● **Task requirements**: Write out exactly what each line says, starting with the first line below and ending on the one with "connection orchestrator to".

● **Available data**:
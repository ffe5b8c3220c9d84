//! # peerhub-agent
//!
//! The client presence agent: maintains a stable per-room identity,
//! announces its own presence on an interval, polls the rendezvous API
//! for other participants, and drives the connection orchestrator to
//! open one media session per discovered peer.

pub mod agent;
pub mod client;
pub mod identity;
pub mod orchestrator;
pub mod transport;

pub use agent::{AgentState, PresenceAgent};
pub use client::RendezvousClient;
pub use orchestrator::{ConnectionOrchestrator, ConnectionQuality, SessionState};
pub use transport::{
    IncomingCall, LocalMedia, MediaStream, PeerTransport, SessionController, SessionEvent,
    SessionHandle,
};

● **Your solution**:
repository ffe5b8c3220c9d84
//! # peerhub-agent
//!
//! The client presence agent: maintains a stable per-room identity,
//! announces its own presence on an interval, polls the rendezvous API
//! for other participants, and drives the connection orchestrator to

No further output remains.